# Dog bleeding from mouth



## randomalias12 (Feb 15, 2013)

For the past three days my dog has been bleeding a little from her mouth, (we didn't know where at first, we finally figured it out this morning) she has been eating fine and has no lack of activity, she has been drinking fine and hasn't been urinating frequently. How urgent is this? I hear bleeding gums could be poisoning? Is this likely in my case?


----------



## Abbylynn (Jul 7, 2011)

Your dog needs to see a vet asap.


----------



## HollowHeaven (Feb 5, 2012)

Your dog is bleeding from her mouth.

Take her to the vet.


----------



## Kayota (Aug 14, 2009)

If you don't know whether it's an emergency, think of what you would do if it were you bleeding from the mouth... Go to the ER? You bet. Answers your question.


----------



## Kayla_Nicole (Dec 19, 2012)

if you think your dog might have been poisoned....or even if that isn't the case, your dog is still bleeding....and it should already be at the vet


----------



## gingerkid (Jul 11, 2012)

How much blood is there and has she been chewing on anything hard/pointy/potentially sharp? My friend's dog likes to chew on plastic pop bottles, but eventually he chews up the plastic to the point where it starts getting sharp and cutting his gums, and he bleeds a bit. The same thing could happen with other items (sticks come to mind). He's never been taken to the vet for it though.
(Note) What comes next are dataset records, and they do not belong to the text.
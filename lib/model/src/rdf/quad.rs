use crate::Term;
use std::fmt::{Display, Formatter};

/// A pattern over the four components of a quad.
///
/// [None] and [Term::Variable] are both wildcards. The order of the components depends on the
/// context: quad-level APIs use subject, predicate, object, graph while index-level APIs use the
/// native order of the index.
pub type TermPattern<'term> = [Option<&'term Term>; 4];

/// A quad consisting of a subject, a predicate, an object, and a graph.
///
/// The same structure is used for quoted triples, in which case the graph is the
/// [Term::DefaultGraph].
#[derive(Debug, Clone, PartialEq, Eq, Hash)]
pub struct Quad {
    pub subject: Term,
    pub predicate: Term,
    pub object: Term,
    pub graph: Term,
}

impl Quad {
    /// Creates a new [Quad].
    pub fn new(
        subject: impl Into<Term>,
        predicate: impl Into<Term>,
        object: impl Into<Term>,
        graph: impl Into<Term>,
    ) -> Self {
        Self {
            subject: subject.into(),
            predicate: predicate.into(),
            object: object.into(),
            graph: graph.into(),
        }
    }

    /// Creates a new [Quad] in the default graph.
    pub fn triple(
        subject: impl Into<Term>,
        predicate: impl Into<Term>,
        object: impl Into<Term>,
    ) -> Self {
        Self::new(subject, predicate, object, Term::DefaultGraph)
    }

    /// Creates a [Quad] from its components in subject, predicate, object, graph order.
    pub fn from_terms([subject, predicate, object, graph]: [Term; 4]) -> Self {
        Self {
            subject,
            predicate,
            object,
            graph,
        }
    }

    /// Returns references to the components in subject, predicate, object, graph order.
    pub fn terms(&self) -> [&Term; 4] {
        [&self.subject, &self.predicate, &self.object, &self.graph]
    }

    /// Returns the components in subject, predicate, object, graph order.
    pub fn into_terms(self) -> [Term; 4] {
        [self.subject, self.predicate, self.object, self.graph]
    }

    /// Returns this quad as a [TermPattern] in subject, predicate, object, graph order.
    pub fn as_pattern(&self) -> TermPattern<'_> {
        self.terms().map(Some)
    }

    /// Returns true if any component is or contains a variable.
    pub fn has_variables(&self) -> bool {
        self.terms().iter().any(|term| term.has_variables())
    }

    /// Checks whether every component matches the corresponding component of `pattern`.
    ///
    /// See [Term::matches].
    pub fn matches(&self, pattern: &Quad) -> bool {
        self.terms()
            .iter()
            .zip(pattern.terms())
            .all(|(term, pattern)| term.matches(pattern))
    }
}

impl Display for Quad {
    fn fmt(&self, f: &mut Formatter<'_>) -> std::fmt::Result {
        write!(f, "{} {} {}", self.subject, self.predicate, self.object)?;
        if !self.graph.is_default_graph() {
            write!(f, " {}", self.graph)?;
        }
        Ok(())
    }
}

impl From<oxrdf::Quad> for Quad {
    fn from(value: oxrdf::Quad) -> Self {
        Self {
            subject: value.subject.into(),
            predicate: value.predicate.into(),
            object: value.object.into(),
            graph: value.graph_name.into(),
        }
    }
}

impl From<oxrdf::Triple> for Quad {
    fn from(value: oxrdf::Triple) -> Self {
        Self::triple(value.subject, value.predicate, value.object)
    }
}

/// Returns true if the given pattern component is a wildcard (i.e., missing or a variable).
pub fn is_wildcard(term: Option<&Term>) -> bool {
    match term {
        None => true,
        Some(term) => term.is_variable(),
    }
}
//! In-memory implementations of [QuadIndex](crate::index::QuadIndex).
//!
//! All variants keep four levels of maps from encodings to the next level, prune levels that
//! become empty, and keep the number of quads below each level up to date.

mod level;
mod nested;
mod quoted;
mod record;
mod recursive;

pub use nested::NestedMapIndex;
pub use quoted::QuotedIndex;
pub use record::RecordIndex;
pub use recursive::{IndexNode, RecursiveIndex};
That said, seeing your vet is never a bad idea.


----------



## randomalias12 (Feb 15, 2013)

Believe me if taking her to the vet at the time of posting this thread was an option, I would have been there already, looking closer at her I think it may be a cut in her mouth, if she bleeds again regardless of what time or anything I'm just going to take her to rule anything bad out. She's otherwise in good health and she's a bit of a difficult case, vet visits cannot be just thrown around for every single thing, and that's not only because of money issues, it's more importantly about her allergies and that they are stress related sometimes. She hates going to the vet and I guarantee you if we take her in now she'll be so messed up from the stress we'll need seperate medication just for that. Vet visits are strictly for emergencies and I don't want to make her all red and in pain just for a vet to tell me she has a scratch. That being said she doesn't have the best dental health since she doesn't really let anyone go near the inside of her mouth. The bleeding almost exclusively only happens at night, but it hasn't affected her health wise. She eats just as much as normal, she drinks and pees the same, her stool looks healthy, she has plenty of energy, she's just as affectionate, like she hardly even notices the bleeding herself. Is this an emergency or should I stay with her tonight to wait for one more incident? There is no bleeding currently by the way.


----------



## luv mi pets (Feb 5, 2012)

I would not go by the eating and drinking as a way to judge what is happening in her mouth. I have personally seen animals brought in with fractured teeth and were still eating and drinking okay. The common complaint is that the dog or cat seems to be drooling more that normal. Are you able to look in her mouth? If so and her mouth/teeth looks like this http://vohc.org/perio.htm A dental should be planned for your dog. More than just teeth and gums can be affected with bad teeth. The heart, liver and kidneys all take a toll in trying to keep all that bacteria in check from those teeth.


----------



## randomalias12 (Feb 15, 2013)

luv mi pets said:


> I would not go by the eating and drinking as a way to judge what is happening in her mouth. I have personally seen animals brought in with fractured teeth and were still eating and drinking okay. The common complaint is that the dog or cat seems to be drooling more that normal. Are you able to look in her mouth? If so and her mouth/teeth looks like this http://vohc.org/perio.htm A dental should be planned for your dog. More than just teeth and gums can be affected with bad teeth. The heart, liver and kidneys all take a toll in trying to keep all that bacteria in check from those teeth.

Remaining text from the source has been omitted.